PROBLEM STATEMENT: A single figure is expected: how many lines of the data that follows contain the word "JoinedDataset".

Records from a dataset:
□ □ □ □ □
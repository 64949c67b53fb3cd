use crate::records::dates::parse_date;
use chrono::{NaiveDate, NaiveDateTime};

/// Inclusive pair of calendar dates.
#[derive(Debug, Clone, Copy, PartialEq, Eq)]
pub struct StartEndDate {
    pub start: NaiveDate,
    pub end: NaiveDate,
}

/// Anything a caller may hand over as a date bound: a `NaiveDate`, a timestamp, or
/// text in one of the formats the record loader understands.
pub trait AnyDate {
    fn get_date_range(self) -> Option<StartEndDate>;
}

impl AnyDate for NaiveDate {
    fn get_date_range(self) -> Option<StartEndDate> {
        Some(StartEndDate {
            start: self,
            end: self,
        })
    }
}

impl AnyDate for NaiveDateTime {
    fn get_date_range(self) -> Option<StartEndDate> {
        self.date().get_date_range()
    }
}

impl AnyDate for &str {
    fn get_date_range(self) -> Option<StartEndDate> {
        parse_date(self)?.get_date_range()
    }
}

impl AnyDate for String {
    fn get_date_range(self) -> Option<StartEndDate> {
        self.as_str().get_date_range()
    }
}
□ □ □ □ □
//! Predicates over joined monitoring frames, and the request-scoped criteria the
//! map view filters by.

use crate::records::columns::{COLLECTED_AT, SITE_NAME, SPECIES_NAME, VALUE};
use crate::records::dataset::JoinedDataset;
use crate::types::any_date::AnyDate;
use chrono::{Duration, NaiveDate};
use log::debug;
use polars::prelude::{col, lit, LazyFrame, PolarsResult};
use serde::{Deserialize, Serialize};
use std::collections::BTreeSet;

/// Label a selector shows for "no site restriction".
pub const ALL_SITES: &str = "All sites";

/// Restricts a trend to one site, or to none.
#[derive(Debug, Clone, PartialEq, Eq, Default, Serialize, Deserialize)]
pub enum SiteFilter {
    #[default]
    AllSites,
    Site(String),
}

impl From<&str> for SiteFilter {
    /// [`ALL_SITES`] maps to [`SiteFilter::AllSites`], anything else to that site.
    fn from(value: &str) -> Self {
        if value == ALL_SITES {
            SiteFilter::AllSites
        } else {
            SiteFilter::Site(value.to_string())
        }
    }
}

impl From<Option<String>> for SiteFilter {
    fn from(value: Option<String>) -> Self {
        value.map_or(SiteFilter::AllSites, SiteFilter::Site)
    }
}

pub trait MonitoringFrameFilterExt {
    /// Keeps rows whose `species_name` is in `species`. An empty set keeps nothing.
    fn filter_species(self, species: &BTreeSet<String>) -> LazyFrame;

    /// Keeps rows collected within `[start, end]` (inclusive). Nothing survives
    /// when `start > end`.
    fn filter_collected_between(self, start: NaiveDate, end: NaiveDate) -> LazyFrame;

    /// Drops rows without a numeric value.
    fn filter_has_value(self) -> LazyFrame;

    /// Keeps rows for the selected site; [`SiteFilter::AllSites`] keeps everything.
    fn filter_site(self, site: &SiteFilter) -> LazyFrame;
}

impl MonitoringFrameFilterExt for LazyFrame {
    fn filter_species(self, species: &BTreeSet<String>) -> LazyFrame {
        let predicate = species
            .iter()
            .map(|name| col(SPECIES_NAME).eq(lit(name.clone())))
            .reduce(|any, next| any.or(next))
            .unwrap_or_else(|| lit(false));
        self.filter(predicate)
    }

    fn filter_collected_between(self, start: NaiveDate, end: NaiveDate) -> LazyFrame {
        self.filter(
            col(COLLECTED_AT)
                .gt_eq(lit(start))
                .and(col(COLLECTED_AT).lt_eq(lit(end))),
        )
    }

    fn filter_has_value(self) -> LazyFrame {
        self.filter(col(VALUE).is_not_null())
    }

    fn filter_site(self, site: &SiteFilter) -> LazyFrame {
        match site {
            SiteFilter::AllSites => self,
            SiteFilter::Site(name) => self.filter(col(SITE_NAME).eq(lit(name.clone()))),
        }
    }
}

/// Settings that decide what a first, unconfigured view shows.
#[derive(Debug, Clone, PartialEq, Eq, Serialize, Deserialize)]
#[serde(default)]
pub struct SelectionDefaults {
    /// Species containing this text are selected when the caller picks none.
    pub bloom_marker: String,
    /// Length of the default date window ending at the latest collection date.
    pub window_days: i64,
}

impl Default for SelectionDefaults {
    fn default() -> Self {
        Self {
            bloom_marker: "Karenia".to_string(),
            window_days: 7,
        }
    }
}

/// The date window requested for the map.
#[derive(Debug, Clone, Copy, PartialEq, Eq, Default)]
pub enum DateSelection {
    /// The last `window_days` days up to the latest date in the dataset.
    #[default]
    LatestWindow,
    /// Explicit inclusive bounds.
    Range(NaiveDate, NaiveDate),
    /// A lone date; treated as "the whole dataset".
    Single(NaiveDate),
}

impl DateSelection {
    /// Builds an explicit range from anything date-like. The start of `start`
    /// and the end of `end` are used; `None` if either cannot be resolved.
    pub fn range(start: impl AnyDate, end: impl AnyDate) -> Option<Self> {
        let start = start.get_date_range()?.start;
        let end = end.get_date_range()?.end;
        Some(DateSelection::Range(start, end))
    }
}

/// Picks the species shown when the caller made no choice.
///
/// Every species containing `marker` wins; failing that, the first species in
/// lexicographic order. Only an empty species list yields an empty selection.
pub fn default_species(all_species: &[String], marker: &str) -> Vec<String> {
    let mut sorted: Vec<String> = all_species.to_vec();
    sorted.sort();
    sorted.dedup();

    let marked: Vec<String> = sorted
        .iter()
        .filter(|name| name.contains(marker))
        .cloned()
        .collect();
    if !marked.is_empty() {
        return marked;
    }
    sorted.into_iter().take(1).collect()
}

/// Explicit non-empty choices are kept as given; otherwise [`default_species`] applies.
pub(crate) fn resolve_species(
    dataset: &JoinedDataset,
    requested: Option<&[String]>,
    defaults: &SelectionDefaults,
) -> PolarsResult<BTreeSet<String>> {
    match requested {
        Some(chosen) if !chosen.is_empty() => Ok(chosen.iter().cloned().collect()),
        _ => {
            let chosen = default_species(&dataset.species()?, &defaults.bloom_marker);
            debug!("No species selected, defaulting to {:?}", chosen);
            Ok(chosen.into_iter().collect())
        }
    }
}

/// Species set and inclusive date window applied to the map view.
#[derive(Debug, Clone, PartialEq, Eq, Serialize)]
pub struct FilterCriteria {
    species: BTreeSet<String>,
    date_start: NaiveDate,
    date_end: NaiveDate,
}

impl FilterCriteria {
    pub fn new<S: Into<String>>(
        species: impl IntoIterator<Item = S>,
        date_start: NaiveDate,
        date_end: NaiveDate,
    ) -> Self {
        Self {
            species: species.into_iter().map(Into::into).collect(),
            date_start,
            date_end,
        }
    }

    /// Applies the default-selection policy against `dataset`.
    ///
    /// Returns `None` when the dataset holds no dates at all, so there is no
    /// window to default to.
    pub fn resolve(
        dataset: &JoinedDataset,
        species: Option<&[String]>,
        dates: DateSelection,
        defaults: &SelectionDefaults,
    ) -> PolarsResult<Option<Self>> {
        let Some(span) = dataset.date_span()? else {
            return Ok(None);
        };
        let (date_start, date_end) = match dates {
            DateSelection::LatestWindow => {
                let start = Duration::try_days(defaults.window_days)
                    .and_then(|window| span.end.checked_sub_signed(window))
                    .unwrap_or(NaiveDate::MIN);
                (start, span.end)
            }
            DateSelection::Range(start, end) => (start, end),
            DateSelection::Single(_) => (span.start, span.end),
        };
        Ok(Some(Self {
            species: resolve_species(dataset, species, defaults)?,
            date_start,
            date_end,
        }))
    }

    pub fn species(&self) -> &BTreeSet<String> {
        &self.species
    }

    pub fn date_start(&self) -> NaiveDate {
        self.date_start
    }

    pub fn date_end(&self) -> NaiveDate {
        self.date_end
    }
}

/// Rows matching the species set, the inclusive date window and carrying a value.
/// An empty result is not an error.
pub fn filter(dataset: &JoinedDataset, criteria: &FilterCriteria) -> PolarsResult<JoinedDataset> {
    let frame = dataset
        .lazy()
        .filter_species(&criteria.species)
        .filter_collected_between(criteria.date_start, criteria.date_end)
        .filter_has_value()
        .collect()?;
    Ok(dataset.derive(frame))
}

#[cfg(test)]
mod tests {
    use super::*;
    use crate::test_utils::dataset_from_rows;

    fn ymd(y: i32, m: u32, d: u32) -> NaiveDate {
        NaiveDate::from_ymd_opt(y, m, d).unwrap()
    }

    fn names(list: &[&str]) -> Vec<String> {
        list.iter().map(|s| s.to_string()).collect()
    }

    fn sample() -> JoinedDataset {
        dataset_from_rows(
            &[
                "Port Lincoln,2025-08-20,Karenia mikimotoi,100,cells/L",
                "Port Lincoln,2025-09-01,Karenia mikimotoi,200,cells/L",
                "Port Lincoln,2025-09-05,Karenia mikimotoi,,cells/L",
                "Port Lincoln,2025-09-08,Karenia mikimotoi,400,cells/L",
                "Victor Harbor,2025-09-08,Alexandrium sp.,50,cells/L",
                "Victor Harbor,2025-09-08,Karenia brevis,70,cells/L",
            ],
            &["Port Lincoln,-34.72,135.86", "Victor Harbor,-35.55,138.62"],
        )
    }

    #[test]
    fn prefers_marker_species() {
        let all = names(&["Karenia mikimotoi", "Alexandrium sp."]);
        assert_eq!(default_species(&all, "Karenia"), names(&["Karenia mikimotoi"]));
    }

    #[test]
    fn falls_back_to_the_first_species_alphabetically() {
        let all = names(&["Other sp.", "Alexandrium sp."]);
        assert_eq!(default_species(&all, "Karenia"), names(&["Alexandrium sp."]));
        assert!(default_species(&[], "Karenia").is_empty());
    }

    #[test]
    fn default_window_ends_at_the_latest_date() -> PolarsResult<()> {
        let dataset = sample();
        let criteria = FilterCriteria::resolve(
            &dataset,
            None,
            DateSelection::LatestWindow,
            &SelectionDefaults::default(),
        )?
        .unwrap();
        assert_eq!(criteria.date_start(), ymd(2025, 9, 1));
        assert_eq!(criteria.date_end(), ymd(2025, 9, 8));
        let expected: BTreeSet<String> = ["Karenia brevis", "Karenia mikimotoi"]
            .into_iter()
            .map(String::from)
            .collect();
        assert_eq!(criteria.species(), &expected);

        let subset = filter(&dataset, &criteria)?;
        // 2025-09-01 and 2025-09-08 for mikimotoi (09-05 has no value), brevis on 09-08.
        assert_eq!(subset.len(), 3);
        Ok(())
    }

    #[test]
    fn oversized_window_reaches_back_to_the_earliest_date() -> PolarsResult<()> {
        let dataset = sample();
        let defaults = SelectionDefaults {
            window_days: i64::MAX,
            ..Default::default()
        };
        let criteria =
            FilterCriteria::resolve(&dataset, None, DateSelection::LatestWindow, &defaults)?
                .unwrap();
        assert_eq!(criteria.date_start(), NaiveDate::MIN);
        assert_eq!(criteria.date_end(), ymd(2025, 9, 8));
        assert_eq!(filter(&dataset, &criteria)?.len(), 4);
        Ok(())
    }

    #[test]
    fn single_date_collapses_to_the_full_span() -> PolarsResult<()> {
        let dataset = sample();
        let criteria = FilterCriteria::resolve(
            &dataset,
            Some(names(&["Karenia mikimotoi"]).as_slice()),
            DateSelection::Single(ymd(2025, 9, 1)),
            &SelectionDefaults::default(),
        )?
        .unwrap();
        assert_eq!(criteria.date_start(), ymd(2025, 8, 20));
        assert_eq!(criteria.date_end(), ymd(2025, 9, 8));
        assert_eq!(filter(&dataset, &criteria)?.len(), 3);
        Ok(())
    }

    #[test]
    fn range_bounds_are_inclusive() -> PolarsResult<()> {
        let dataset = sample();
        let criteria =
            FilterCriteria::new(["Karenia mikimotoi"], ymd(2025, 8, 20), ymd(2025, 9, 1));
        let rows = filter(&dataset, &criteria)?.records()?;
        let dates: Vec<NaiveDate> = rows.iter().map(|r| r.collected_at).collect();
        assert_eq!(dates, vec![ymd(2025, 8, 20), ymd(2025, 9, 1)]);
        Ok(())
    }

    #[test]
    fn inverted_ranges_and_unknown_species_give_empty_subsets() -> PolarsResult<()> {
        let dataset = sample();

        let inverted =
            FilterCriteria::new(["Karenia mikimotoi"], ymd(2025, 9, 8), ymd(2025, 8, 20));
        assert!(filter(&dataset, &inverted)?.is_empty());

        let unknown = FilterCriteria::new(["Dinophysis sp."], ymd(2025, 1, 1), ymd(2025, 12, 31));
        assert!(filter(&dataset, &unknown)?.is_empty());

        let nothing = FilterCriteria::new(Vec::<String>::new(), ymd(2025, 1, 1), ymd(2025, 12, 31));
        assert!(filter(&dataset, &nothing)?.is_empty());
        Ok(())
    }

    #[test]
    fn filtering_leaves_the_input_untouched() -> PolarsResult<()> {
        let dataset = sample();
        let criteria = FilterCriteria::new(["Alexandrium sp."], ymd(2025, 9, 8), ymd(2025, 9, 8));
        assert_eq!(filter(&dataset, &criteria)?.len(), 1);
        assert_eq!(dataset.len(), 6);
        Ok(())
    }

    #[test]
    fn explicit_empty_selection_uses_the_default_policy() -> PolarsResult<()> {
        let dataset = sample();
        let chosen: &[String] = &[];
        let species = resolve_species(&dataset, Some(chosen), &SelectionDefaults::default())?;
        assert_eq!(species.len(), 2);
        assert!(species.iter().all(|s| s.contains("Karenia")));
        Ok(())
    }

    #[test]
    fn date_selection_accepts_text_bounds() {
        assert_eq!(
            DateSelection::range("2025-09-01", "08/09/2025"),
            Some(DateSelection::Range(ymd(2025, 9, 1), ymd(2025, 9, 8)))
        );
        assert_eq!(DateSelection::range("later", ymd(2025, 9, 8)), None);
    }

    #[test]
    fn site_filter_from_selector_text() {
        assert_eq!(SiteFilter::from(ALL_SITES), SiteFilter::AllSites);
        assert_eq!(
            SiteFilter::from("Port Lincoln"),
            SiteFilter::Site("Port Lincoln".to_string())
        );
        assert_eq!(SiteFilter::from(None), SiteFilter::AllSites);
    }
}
□ □ □ □ □
WORKED SOLUTION: 5